Ce sont ces réalités que nous portons, jour après jour, dans le silence médiatique. Ce sont elles qu’il faut écouter et non pas les peurs fabriquées depuis des plateaux télé et leurs plaidoyers déconnectés, condescendants, et souvent bien étrangers à la réalité.
Et c’est là l'autre problème : le silence des médias dits alternatifs. Certes, quelques voix engagées relaient ces luttes et certaines publications tentent de résister à la simplification ambiante. Mais dans l’ensemble, la presse progressiste reste trop souvent en retrait. Est-ce par crainte d’alimenter la rhétorique réactionnaire ? Par méfiance à l’égard du fait divers, souvent instrumentalisé ? On peut le comprendre. Mais ce retrait, aussi compréhensible soit-il, laisse le champ libre à un récit réactionnaire qui finit, faute de contrepoids, par être le seul audible. Il façonne les imaginaires, occupe tout l’espace et finit par occulter les réalités du terrain. Or, un fait divers, s’il n’est pas interrogé, n'est jamais anodin. Il devient outil de transformation du réel, en somme de domination symbolique. Il permet de criminaliser les résistances, d’effacer les revendications, d'invisibiliser les réalités sociales.

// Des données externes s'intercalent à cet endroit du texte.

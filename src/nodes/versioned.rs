//! Multi-version node container.

use std::collections::BTreeMap;
use std::sync::Arc;

use super::description::NodeTypeBaseDescription;
use super::node_type::NodeType;

/// Container holding several versions of one node under a single name.
#[derive(Debug, Clone)]
pub struct VersionedNodeType {
    base: NodeTypeBaseDescription,
    node_versions: BTreeMap<u32, Arc<NodeType>>,
}

impl VersionedNodeType {
    /// Build a container. Returns `None` when the base description's default
    /// version is not among `versions`, or when `versions` is empty.
    pub fn new(
        base: NodeTypeBaseDescription,
        versions: impl IntoIterator<Item = (u32, NodeType)>,
    ) -> Option<Self> {
        let node_versions: BTreeMap<u32, Arc<NodeType>> = versions
            .into_iter()
            .map(|(version, node)| (version, Arc::new(node)))
            .collect();

        if !node_versions.contains_key(&base.default_version) {
            return None;
        }

        Some(Self {
            base,
            node_versions,
        })
    }

    pub fn base_description(&self) -> &NodeTypeBaseDescription {
        &self.base
    }

    pub fn default_version(&self) -> u32 {
        self.base.default_version
    }

    /// Exact-match lookup.
    pub fn get(&self, version: u32) -> Option<&Arc<NodeType>> {
        self.node_versions.get(&version)
    }

    /// All version numbers, ascending.
    pub fn version_numbers(&self) -> Vec<u32> {
        self.node_versions.keys().copied().collect()
    }

    pub(crate) fn versions_mut(&mut self) -> impl Iterator<Item = &mut Arc<NodeType>> {
        self.node_versions.values_mut()
    }

    pub(crate) fn versions(&self) -> impl Iterator<Item = &Arc<NodeType>> {
        self.node_versions.values()
    }
}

Alors il faut dire les choses clairement : nos élèves ne sont pas les ennemis de la République, ils en sont les enfants, les héritiers, les porteurs. Ils sont ce que la République a de plus précieux : son avenir. Ils arrivent à l’école avec leurs questions, leurs doutes, leurs colères mais aussi, et surtout, avec une soif d’apprendre, de comprendre, de se construire dans un monde complexe, qui exige des savoirs, de la rigueur, de la nuance. Ils ne rejettent pas les valeurs de la République. Ils demandent qu’elles s’appliquent à eux. Pleinement. Concrètement, ils demandent que les promesses gravées aux frontons de nos édifices publiques - Liberté, Égalité, Fraternité - cessent d’être des mots figés, pour devenir réels, concrets.

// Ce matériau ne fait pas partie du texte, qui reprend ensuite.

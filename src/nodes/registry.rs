//! `NodeTypes` - resolves node type names to loaded implementations.
//!
//! Lookup goes through the loaded-type cache first and falls back to the
//! known-type index, loading the class through the configured
//! [`NodeLoader`]. Entries are immutable once cached; a tool variant is a
//! separate cache entry under `<name>Tool`.

use std::io;
use std::path::{Path, PathBuf};
use std::sync::Arc;

use dashmap::DashMap;
use serde::Serialize;
use tracing::{debug, info, warn};

use super::catalog::KnownNodes;
use super::description::{NeededNodeType, NodeTypeDescription, BASE_NAMESPACE};
use super::error::{NodeTypesError, NodeTypesResult};
use super::loader::NodeLoader;
use super::node_type::{AnyNodeType, LoadedClass, NodeType};
use super::special_parameters;
use super::tool::{self, TOOL_SUFFIX};
use super::translation;

/// A description copy together with the node's source path.
#[derive(Debug, Clone, Serialize)]
#[serde(rename_all = "camelCase")]
pub struct DescriptionWithSource {
    pub description: NodeTypeDescription,
    pub source_path: PathBuf,
}

/// Node type registry.
pub struct NodeTypes {
    known: KnownNodes,
    loaded: DashMap<String, LoadedClass>,
    loader: Arc<dyn NodeLoader>,
    tool_namespaces: Vec<String>,
}

impl NodeTypes {
    pub fn new(known: KnownNodes, loader: Arc<dyn NodeLoader>) -> Self {
        Self {
            known,
            loaded: DashMap::new(),
            loader,
            tool_namespaces: vec![BASE_NAMESPACE.to_string()],
        }
    }

    /// Namespaces whose `...Tool` names are treated as tool requests.
    pub fn with_tool_namespaces(mut self, namespaces: Vec<String>) -> Self {
        self.tool_namespaces = namespaces;
        self
    }

    /// The raw implementation (possibly a versioned container) for `node_type`.
    pub fn get_by_name(&self, node_type: &str) -> NodeTypesResult<AnyNodeType> {
        Ok(self.get_node(node_type)?.node_type)
    }

    /// The concrete implementation of `node_type` at `version`.
    ///
    /// A `<name>Tool` request in a tool namespace resolves `<name>`, checks
    /// that it is usable as a tool and returns its cached tool variant,
    /// deriving it on first use.
    pub fn get_by_name_and_version(
        &self,
        node_type: &str,
        version: Option<u32>,
    ) -> NodeTypesResult<Arc<NodeType>> {
        let Some(base_name) = self.tool_base_name(node_type) else {
            return self.get_node(node_type)?.node_type.resolve_version(version);
        };

        let loaded = self.get_node(base_name)?;
        let base = loaded.node_type.resolve_version(version)?;
        if !base.description().usable_as_tool {
            return Err(NodeTypesError::NotUsableAsTool(base_name.to_string()));
        }

        if let Some(cached) = self.cached_single(node_type) {
            return Ok(cached);
        }

        let variant = AnyNodeType::from(tool::convert_node_to_ai_tool(&base));
        let stored = self
            .loaded
            .entry(node_type.to_string())
            .or_insert_with(|| {
                debug!(node_type, base = base_name, "Derived tool variant");
                LoadedClass::new(loaded.source_path, variant)
            })
            .node_type
            .clone();

        match stored {
            AnyNodeType::Single(node) => Ok(node),
            versioned @ AnyNodeType::Versioned(_) => versioned.resolve_version(version),
        }
    }

    /// Description copy and source path of `node_type` at `version`.
    pub fn get_with_source_path(
        &self,
        node_type: &str,
        version: Option<u32>,
    ) -> NodeTypesResult<DescriptionWithSource> {
        let loaded = self.get_node(node_type)?;
        let node = loaded.node_type.resolve_version(version)?;
        Ok(DescriptionWithSource {
            description: node.description().clone(),
            source_path: loaded.source_path,
        })
    }

    /// Descriptions for a batch of node types, with namespaced names.
    ///
    /// Fails as a whole on the first request that cannot be resolved.
    pub fn get_node_type_descriptions(
        &self,
        node_types: &[NeededNodeType],
    ) -> NodeTypesResult<Vec<NodeTypeDescription>> {
        node_types
            .iter()
            .map(|needed| {
                let loaded = self.get_node(&needed.name)?;
                let node = loaded.node_type.resolve_version(Some(needed.version))?;
                Ok(node.description().with_namespaced_name())
            })
            .collect()
    }

    /// Every node type that can be resolved without a prior load.
    pub fn known_types(&self) -> &KnownNodes {
        &self.known
    }

    /// Where the translation bundle of a node lives, see
    /// [`translation::node_translation_path`].
    pub async fn node_translation_path(
        &self,
        node_source_path: &Path,
        long_node_type: &str,
        locale: &str,
    ) -> io::Result<PathBuf> {
        translation::node_translation_path(node_source_path, long_node_type, locale).await
    }

    /// Whether `node_type` currently has a cache entry.
    pub fn is_loaded(&self, node_type: &str) -> bool {
        self.loaded.contains_key(node_type)
    }

    pub fn loaded_count(&self) -> usize {
        self.loaded.len()
    }

    /// Hand a pre-instantiated entry to the cache.
    ///
    /// Meant for loading passes that run before [`Self::apply_special_node_parameters`].
    /// An existing entry under the same name wins.
    pub fn register_loaded(&self, node_type: impl Into<String>, loaded: LoadedClass) {
        self.loaded.entry(node_type.into()).or_insert(loaded);
    }

    /// Resolve every known type, stopping at the first failure.
    pub fn load_all(&self) -> NodeTypesResult<usize> {
        for name in self.known.names() {
            self.get_node(name)?;
        }
        info!(count = self.loaded.len(), "Loaded node types");
        Ok(self.loaded.len())
    }

    /// Normalize every cached entry once a loading pass is complete.
    ///
    /// Entries that are already normalized are left as they are.
    pub fn apply_special_node_parameters(&self) -> usize {
        let mut changed = 0;
        for mut entry in self.loaded.iter_mut() {
            if special_parameters::normalize(&mut entry.value_mut().node_type) {
                changed += 1;
            }
        }
        if changed > 0 {
            debug!(changed, "Applied special node parameters");
        }
        changed
    }

    fn tool_base_name<'a>(&self, node_type: &'a str) -> Option<&'a str> {
        let base = node_type.strip_suffix(TOOL_SUFFIX)?;
        self.tool_namespaces
            .iter()
            .any(|ns| node_type.starts_with(ns.as_str()))
            .then_some(base)
    }

    fn cached_single(&self, node_type: &str) -> Option<Arc<NodeType>> {
        match self.loaded.get(node_type).map(|e| e.node_type.clone()) {
            Some(AnyNodeType::Single(node)) => Some(node),
            _ => None,
        }
    }

    fn get_node(&self, node_type: &str) -> NodeTypesResult<LoadedClass> {
        if let Some(loaded) = self.loaded.get(node_type).map(|e| e.value().clone()) {
            return Ok(loaded);
        }

        let Some(known) = self.known.get(node_type) else {
            return Err(NodeTypesError::UnknownType(node_type.to_string()));
        };

        debug!(
            node_type,
            class_name = %known.class_name,
            source_path = %known.source_path.display(),
            "Loading node type"
        );

        let mut node = self
            .loader
            .load(&known.source_path, &known.class_name)
            .map_err(|e| {
                warn!(node_type, error = %e, "Failed to load node type");
                NodeTypesError::from(e)
            })?;
        special_parameters::normalize(&mut node);

        // A concurrent first access may have stored an entry meanwhile; keep that one.
        let stored = self
            .loaded
            .entry(node_type.to_string())
            .or_insert_with(|| LoadedClass::new(known.source_path.clone(), node))
            .value()
            .clone();
        Ok(stored)
    }
}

Nos élèves ne sont ni des menaces ni des êtres hébétés dénués de sensibilité, ni des délinquants en devenir, aveuglés, ignorants, intolérants. Ce sont des enfants, des adolescents qui méritent d’être respectés, instruits, considérés. Les réduire à des stéréotypes, c’est trahir les promesses de la République. Alors non, ils ne rejettent pas la laïcité. Ils en dénoncent plus ou moins confusément, instinctivement le détournement qu'en a fait l’extrême droite depuis qu'elle s’en est emparée, l'a tordue, l'a brandit comme un instrument d’exclusion. Une laïcité qui ne protège plus mais stigmatise. Une laïcité utilisée pour les caricaturer, pour justifier la violence qui, encore et encore, s’abat sur une jeunesse dont le seul tort est d’être jeune, de venir, parfois, d’ailleurs ou du moins d’être perçue comme telle : "la banlieue". Ce qui les blesse, ce ne sont pas les principes républicains. Ce sont les injustices, les inégalités, les discriminations. Ce sont les discours qui les stigmatisent, les suspectent, les réduisent à une menace. Alors non, nos élèves ne sont pas fautifs. Ce n’est pas d’eux que la République doit se méfier – c’est d'elle-même, de ce vers quoi elle peut dévier. Ce sont ses institutions, son école publique, qu’il faut soutenir. Et cela commence par traiter ses personnels et ses usagers avec dignité. Car c’est là, dans l’ombre tranquille des salles de classe, que se joue le seul combat légitime : celui d’une République qui ne se contente pas de se défendre à coups de slogans, mais qui se réinvente à la hauteur de sa promesse démocratique.
Nous sommes ceux qui, dans des conditions de plus en plus précaires, la défendent chaque jour, dans nos classes. Non par posture, non pour les caméras, non pas pour exister médiatiquement mais concrètement, usant de manuels usés, d'ordinateurs obsolètes sinon défaillants, de tableaux qui ne tiennent plus au mur. Nous la défendons dans les couloirs étroits, les salles surchauffées ou glaciales. Nous la défendons à travers chaque heure de cours préparée tard le soir, chaque élève écouté dans et malgré l'urgence et chaque discussion engagée, parfois hors les murs, avec nos élèves. Nous la faisons vivre en enseignant la pensée critique, en donnant accès à la culture commune, en tenant à bout de bras la République dont beaucoup se revendiquent sans y croire ni jamais la défendre. Et tout cela, non pas dans une autorité sèche, mais dans le respect et la confiance en l’intelligence de notre jeunesse.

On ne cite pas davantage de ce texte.